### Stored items
--------------------------------
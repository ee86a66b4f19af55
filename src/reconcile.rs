//! End-to-end operations built from the connection, enumerator, pipeline,
//! rewriter and monitor.

use crate::connection::config::ConnectionConfig;
use crate::connection::{ClusterSession, SessionFactory, connect};
use crate::core::{ClusterError, NodeName, Result};
use crate::enumerator::{DEFAULT_PAGE_SIZE, KeyEnumerator};
use crate::monitor::{ConvergenceMonitor, ConvergenceReport, MonitorConfig, NodeEndpoint};
use crate::pipeline::{BoundedPipeline, PipelineConfig, PipelineReport};
use crate::progress::ProgressSink;
use crate::rewriter::{MetadataRewriter, Preflight};
use std::sync::Arc;
use tracing::{Instrument, Level, event, info_span};

/// Options for [`update_metadata`]
#[derive(Debug, Clone)]
pub struct ReconcileOptions {
    pub endpoint: ConnectionConfig,
    /// Nodes that must own every shard; `None` means the cluster's
    /// `cluster_nodes`.
    pub target_nodes: Option<Vec<NodeName>>,
    pub pipeline: PipelineConfig,
    pub page_size: usize,
    /// Rewrite every shard map even when the representative one is already
    /// aligned, as after a run that failed part way.
    pub force: bool,
}

impl ReconcileOptions {
    pub fn new(endpoint: ConnectionConfig) -> Self {
        Self {
            endpoint,
            target_nodes: None,
            pipeline: PipelineConfig::default(),
            page_size: DEFAULT_PAGE_SIZE,
            force: false,
        }
    }

    pub fn target_nodes(mut self, nodes: Vec<NodeName>) -> Self {
        self.target_nodes = Some(nodes);
        self
    }

    pub fn pipeline(mut self, pipeline: PipelineConfig) -> Self {
        self.pipeline = pipeline;
        self
    }

    pub fn page_size(mut self, page_size: usize) -> Self {
        self.page_size = page_size;
        self
    }

    pub fn force(mut self, force: bool) -> Self {
        self.force = force;
        self
    }

    pub fn validate(&self) -> std::result::Result<(), String> {
        self.endpoint.validate()?;
        self.pipeline.validate()?;
        if self.page_size == 0 {
            return Err("page_size must be > 0".to_string());
        }
        Ok(())
    }
}

#[derive(Debug, Clone, PartialEq, Eq)]
pub enum UpdateReport {
    /// The cluster has no databases
    NoDatabases,
    /// The representative database already names exactly the target nodes
    AlreadyAligned { database: String },
    Rewritten(PipelineReport),
}

/// Resolves the node set every shard should belong to.
async fn resolve_targets<S: ClusterSession>(
    session: &mut S,
    requested: Option<&[NodeName]>,
) -> Result<MetadataRewriter> {
    let membership = session.membership().await?;
    for node in membership.offline_nodes() {
        event!(Level::WARN, node = %node, "cluster member is not connected");
    }

    let targets = match requested {
        Some(nodes) => {
            for node in nodes {
                if !membership.cluster_nodes.contains(node) {
                    event!(Level::WARN, node = %node, "target node is not a cluster member");
                }
            }
            nodes.to_vec()
        }
        None => membership.cluster_nodes,
    };
    MetadataRewriter::new(targets)
}

/// Reassigns every shard of every database to the target nodes.
///
/// One representative database is checked first; if the cluster settings
/// disagree with it the call fails before anything is written, and if it
/// already names the target nodes nothing else is read unless
/// `options.force` is set. Otherwise every
/// shard map is rewritten through the bounded pipeline. Safe to re-run after
/// a failure.
pub async fn update_metadata<F: SessionFactory>(
    factory: Arc<F>,
    options: &ReconcileOptions,
    progress: Arc<dyn ProgressSink>,
) -> Result<UpdateReport> {
    options.validate().map_err(ClusterError::InvalidConfig)?;
    let span = info_span!("update_metadata", url = %options.endpoint.url);

    async move {
        let mut session = connect(factory.as_ref(), &options.endpoint, &options.pipeline.retry).await?;
        let settings = session.cluster_settings().await?;
        let rewriter = resolve_targets(&mut session, options.target_nodes.as_deref()).await?;
        event!(
            Level::INFO,
            q = settings.q,
            n = settings.n,
            targets = ?rewriter.target_nodes(),
            "cluster settings loaded"
        );

        let mut first = KeyEnumerator::new(session).with_page_size(1);
        let Some(database) = first.next_key().await? else {
            event!(Level::INFO, "cluster has no databases");
            return Ok(UpdateReport::NoDatabases);
        };
        let mut session = first.into_session();

        match rewriter.preflight(&mut session, &database, settings).await? {
            Preflight::AlreadyAligned { database } if !options.force => {
                return Ok(UpdateReport::AlreadyAligned { database });
            }
            Preflight::AlreadyAligned { .. } => {
                event!(Level::INFO, "representative shard map aligned, rewriting anyway");
            }
            Preflight::RewriteRequired { shard_ranges, .. } => {
                event!(Level::INFO, shards = shard_ranges.len(), "rewriting shard maps");
            }
        }

        let pipeline = BoundedPipeline::new(options.pipeline)?;
        let source = KeyEnumerator::new(session)
            .with_page_size(options.page_size)
            .into_stream();
        let report = pipeline
            .run(factory, &options.endpoint, source, Arc::new(rewriter), progress)
            .await?;
        Ok(UpdateReport::Rewritten(report))
    }
    .instrument(span)
    .await
}

/// Waits until every secondary holds as many metadata documents as the
/// primary.
pub async fn wait_for_convergence<F: SessionFactory>(
    factory: Arc<F>,
    primary: &NodeEndpoint,
    secondaries: &[NodeEndpoint],
    config: MonitorConfig,
    progress: &dyn ProgressSink,
) -> Result<ConvergenceReport> {
    let monitor = ConvergenceMonitor::new(factory, config)?;
    monitor
        .run(primary, secondaries, progress)
        .instrument(info_span!("wait_for_convergence", primary = %primary.name))
        .await
}

/// One metadata document count per node, in the order given.
pub async fn metadata_counts<F: SessionFactory>(
    factory: &F,
    nodes: &[NodeEndpoint],
    config: &MonitorConfig,
) -> Result<Vec<(String, u64)>> {
    let mut counts = Vec::with_capacity(nodes.len());
    for node in nodes {
        let mut session = connect(factory, &node.config, &config.retry).await?;
        counts.push((node.name.clone(), session.metadata_count().await?));
    }
    Ok(counts)
}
--------------------------------
Each entry above is to be transcribed without alteration.

repository ee86a66b4f19af55
filename src/reconcile.rs
//! End-to-end operations built from the connection, enumerator, pipeline,
//! rewriter and monitor.

use crate::connection::config::ConnectionConfig;
use crate::connection::{ClusterSession, SessionFactory, connect};
use crate::core::{ClusterError, NodeName, Result};
use crate::enumerator::{DEFAULT_PAGE_SIZE, KeyEnumerator};
use crate::monitor::{ConvergenceMonitor, ConvergenceReport, MonitorConfig, NodeEndpoint};
use crate::pipeline::{BoundedPipeline, PipelineConfig, PipelineReport};
use crate::progress::ProgressSink;
use crate::rewriter::{MetadataRewriter, Preflight};
use std::sync::Arc;
use tracing::{Instrument, Level, event, info_span};

/// Options for [`update_metadata`]
#[derive(Debug, Clone)]
pub struct ReconcileOptions {
    pub endpoint: ConnectionConfig,
    /// Nodes that must own every shard; `None` means the cluster's
    /// `cluster_nodes`.
    pub target_nodes: Option<Vec<NodeName>>,
    pub pipeline: PipelineConfig,
    pub page_size: usize,
    /// Rewrite every shard map even when the representative one is already
    /// aligned, as after a run that failed part way.
    pub force: bool,
}

impl ReconcileOptions {
    pub fn new(endpoint: ConnectionConfig) -> Self {
        Self {
            endpoint,
            target_nodes: None,
            pipeline: PipelineConfig::default(),
            page_size: DEFAULT_PAGE_SIZE,
            force: false,
        }
    }

    pub fn target_nodes(mut self, nodes: Vec<NodeName>) -> Self {
        self.target_nodes = Some(nodes);
        self
    }

    pub fn pipeline(mut self, pipeline: PipelineConfig) -> Self {
        self.pipeline = pipeline;
        self
    }

    pub fn page_size(mut self, page_size: usize) -> Self {
        self.page_size = page_size;
        self
    }

    pub fn force(mut self, force: bool) -> Self {
        self.force = force;
        self
    }

    pub fn validate(&self) -> std::result::Result<(), String> {
        self.endpoint.validate()?;
        self.pipeline.validate()?;
        if self.page_size == 0 {
            return Err("page_size must be > 0".to_string());
        }
        Ok(())
    }
}

#[derive(Debug, Clone, PartialEq, Eq)]
pub enum UpdateReport {
    /// The cluster has no databases
    NoDatabases,
    /// The representative database already names exactly the target nodes
    AlreadyAligned { database: String },
    Rewritten(PipelineReport),
}

/// Resolves the node set every shard should belong to.
async fn resolve_targets<S: ClusterSession>(
    session: &mut S,
    requested: Option<&[NodeName]>,
) -> Result<MetadataRewriter> {
    let membership = session.membership().await?;
    for node in membership.offline_nodes() {
        event!(Level::WARN, node = %node, "cluster member is not connected");
    }

    let targets = match requested {
        Some(nodes) => {
            for node in nodes {
                if !membership.cluster_nodes.contains(node) {
                    event!(Level::WARN, node = %node, "target node is not a cluster member");
                }
            }
            nodes.to_vec()
        }
        None => membership.cluster_nodes,
    };
    MetadataRewriter::new(targets)
}

/// Reassigns every shard of every database to the target nodes.
///
/// One representative database is checked first; if the cluster settings
/// disagree with it the call fails before anything is written, and if it
/// already names the target nodes nothing else is read unless
/// `options.force` is set. Otherwise every
/// shard map is rewritten through the bounded pipeline. Safe to re-run after
/// a failure.
pub async fn update_metadata<F: SessionFactory>(
    factory: Arc<F>,
    options: &ReconcileOptions,
    progress: Arc<dyn ProgressSink>,
) -> Result<UpdateReport> {
    options.validate().map_err(ClusterError::InvalidConfig)?;
    let span = info_span!("update_metadata", url = %options.endpoint.url);

    async move {
        let mut session = connect(factory.as_ref(), &options.endpoint, &options.pipeline.retry).await?;
        let settings = session.cluster_settings().await?;
        let rewriter = resolve_targets(&mut session, options.target_nodes.as_deref()).await?;
        event!(
            Level::INFO,
            q = settings.q,
            n = settings.n,
            targets = ?rewriter.target_nodes(),
            "cluster settings loaded"
        );

        let mut first = KeyEnumerator::new(session).with_page_size(1);
        let Some(database) = first.next_key().await? else {
            event!(Level::INFO, "cluster has no databases");
            return Ok(UpdateReport::NoDatabases);
        };
        let mut session = first.into_session();

        match rewriter.preflight(&mut session, &database, settings).await? {
            Preflight::AlreadyAligned { database } if !options.force => {
                return Ok(UpdateReport::AlreadyAligned { database });
            }
            Preflight::AlreadyAligned { .. } => {
                event!(Level::INFO, "representative shard map aligned, rewriting anyway");
            }
            Preflight::RewriteRequired { shard_ranges, .. } => {
                event!(Level::INFO, shards = shard_ranges.len(), "rewriting shard maps");
            }
        }

        let pipeline = BoundedPipeline::new(options.pipeline)?;
        let source = KeyEnumerator::new(session)
            .with_page_size(options.page_size)
            .into_stream();
        let report = pipeline
            .run(factory, &options.endpoint, source, Arc::new(rewriter), progress)
            .await?;
        Ok(UpdateReport::Rewritten(report))
    }
    .instrument(span)
    .await
}

/// Waits until every secondary holds as many metadata documents as the
/// primary.
pub async fn wait_for_convergence<F: SessionFactory>(
    factory: Arc<F>,
    primary: &NodeEndpoint,
    secondaries: &[NodeEndpoint],
    config: MonitorConfig,
    progress: &dyn ProgressSink,
) -> Result<ConvergenceReport> {
    let monitor = ConvergenceMonitor::new(factory, config)?;
    monitor
        .run(primary, secondaries, progress)
        .instrument(info_span!("wait_for_convergence", primary = %primary.name))
        .await
}

/// One metadata document count per node, in the order given.
pub async fn metadata_counts<F: SessionFactory>(
    factory: &F,
    nodes: &[NodeEndpoint],
    config: &MonitorConfig,
) -> Result<Vec<(String, u64)>> {
    let mut counts = Vec::with_capacity(nodes.len());
    for node in nodes {
        let mut session = connect(factory, &node.config, &config.retry).await?;
        counts.push((node.name.clone(), session.metadata_count().await?));
    }
    Ok(counts)
}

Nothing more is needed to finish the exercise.